Земля, вздыхая могучей грудью, проглатывала бурные потоки воды,

низвергаемые щедрым небом. Молодая яблонька, уцелевшая в палисаднике

разрушенного снарядом дома, склоняла долу свою зеленокудрую голову, купаясь

в мягкой дождевой воде. Ее недозрелые плоды подставляли под душевые струи

дождя свои розовеющие бока; стоя под дождем, разведчики любовались этой

яблонькой, как первым проявлением всесильной жизни в маленьком, умерщвленном

войной селении.

-- Пройдет годок-другой, и опять яблони зацветут рядом с новыми домами,

-- вполголоса проговорил Аким и предложил: -- Пробежим по дождю?

-- Давай! -- согласился Ванин, сверкнув озорными глазами.

Взявшись за руки, они понеслись вдоль улицы.

Заскочили в пустой блиндаж, отдышались.

За дверью послышались тяжелые, чмокающие шаги.

-- Пинчук идет. Сейчас какую-нибудь работенку всучит. Хоть бы поскорее

в разведку посылали. Другие каждый день ходят, а мы почему-то сидим.

Шаги за дверью приблизились, и в ту же минуту загудел тяжелый, будто

придавленный чем-то бас:

-- Пойти в поиск без предварительной подготовки сейчас, когда вражеские

траншеи битком набиты солдатами и пулеметами...

-- Аким! -- воскликнул Сенька. -- Это же Федор! Вернулся! И уже кого-то

ругает.

Открылась дверь, и в блиндаж, пригнувшись, вошел здоровенный человек.

Это был Забаров. Вслед за ним в блиндаж вошли Шахаев и Пинчук.

-- Так вот, товарищи, -- продолжал Забаров прерванный разговор. -- Были

мы сегодня с лейтенантом у майора Васильева. Тот передал, что генерал очень

недоволен последним поиском. Правда, никто из вас в нем не участвовал, но

это не меняет положения. Мы должны извлечь из этой неудачи для себя

серьезный урок...

Забаров стоял рядом с Акимом. Возле Федора Аким казался тщедушным, как

худая осина, по несчастью выросшая рядом с могучим дубом. Забаров был

немного сутуловат, как и все чрезмерно высокие люди. Широкий лоб был

распахан темными бороздами глубоких морщин. Казалось, Федор находился все

время во власти каких-то больших дум -- будто решает и не может решить очень

сложный вопрос. В его темных -- не видно зрачков -- глазах никогда не гасли

горячие, беспокойно-напряженные огоньки.

Дверца землянки вновь распахнулась, и в ней показался капитан Крупицын,

волоча за собой, как шлейф, мокрый хвост длинной солдатской плащ-палатки.

Поздоровавшись с разведчиками, он сказал:

-- Я слышал, что у вас, товарищ Шахаев, погиб комсомолец во время

последнего рейда.

-- Да, Уваров, -- глухо ответил Шахаев.

-- Начальник политотдела приказал сообщить родным.
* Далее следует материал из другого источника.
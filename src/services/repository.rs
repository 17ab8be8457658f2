use async_trait::async_trait;
use thiserror::Error;

use crate::core::Criteria;
use crate::models::{BlogEntry, EntitySearchResult, SalesChannelContext};

/// Errors that can occur while searching blog entries
#[derive(Debug, Error)]
pub enum RepositoryError {
    #[error("SQLx error: {0}")]
    SqlxError(#[from] sqlx::Error),

    #[error("Migration error: {0}")]
    MigrateError(#[from] sqlx::migrate::MigrateError),

    #[error("Field not filterable: {0}")]
    UnknownField(String),

    #[error("Invalid value for {field}: {value}")]
    InvalidValue { field: String, value: String },
}

/// Storage backend for blog entries
#[async_trait]
pub trait BlogRepository: Send + Sync {
    /// Run `criteria` against the store in the given context
    async fn search(
        &self,
        criteria: &Criteria,
        context: &SalesChannelContext,
    ) -> Result<EntitySearchResult<BlogEntry>, RepositoryError>;

    /// Whether the backing store is reachable
    async fn health_check(&self) -> Result<bool, RepositoryError>;
}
Потом, где его

билет?

В блиндаже стало тесно и дымно. А тут еще обнаружилось, что крыша в

нескольких местах протекает. Разведчики жались друг к другу, не желая

подставлять свои шеи под грязные холодные капли.
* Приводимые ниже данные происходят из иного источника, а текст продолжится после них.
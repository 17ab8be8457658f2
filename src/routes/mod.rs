// Route exports
pub mod blog;

use actix_web::web;

pub use blog::{AbstractBlogRoute, ApiError, AppState, BlogError, BlogRoute};

pub fn configure_routes(cfg: &mut web::ServiceConfig) {
    cfg.service(
        web::scope("/store-api")
            .configure(blog::configure),
    );
}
-- Комсомольский билет у меня, -- сказал Шахаев. Он расстегнул свою

брезентовую полевую сумку и вынул оттуда клеенчатую голубую книжечку.

Бойцы обступили Шахаева. Тот начал листать билет. Крупицын увидел на

первой странице, рядом с печатью и маленькой фотографией, свою подпись.

-- Дайте мне билет...

-- Товарищ капитан, пусть он останется у нас как память об Уварове, --

порывисто сказал Шахаев.

-- Нет, товарищи, -- возразил Забаров. -- Отдайте билет капитану. Он

его в Москву отошлет. Москва для всех сохранит.

Дождь перестал, в раскрытую дверь брызнул ослепительный солнечный свет,

облил гигантскую фигуру Забарова, обласкал посуровевшие лица разведчиков.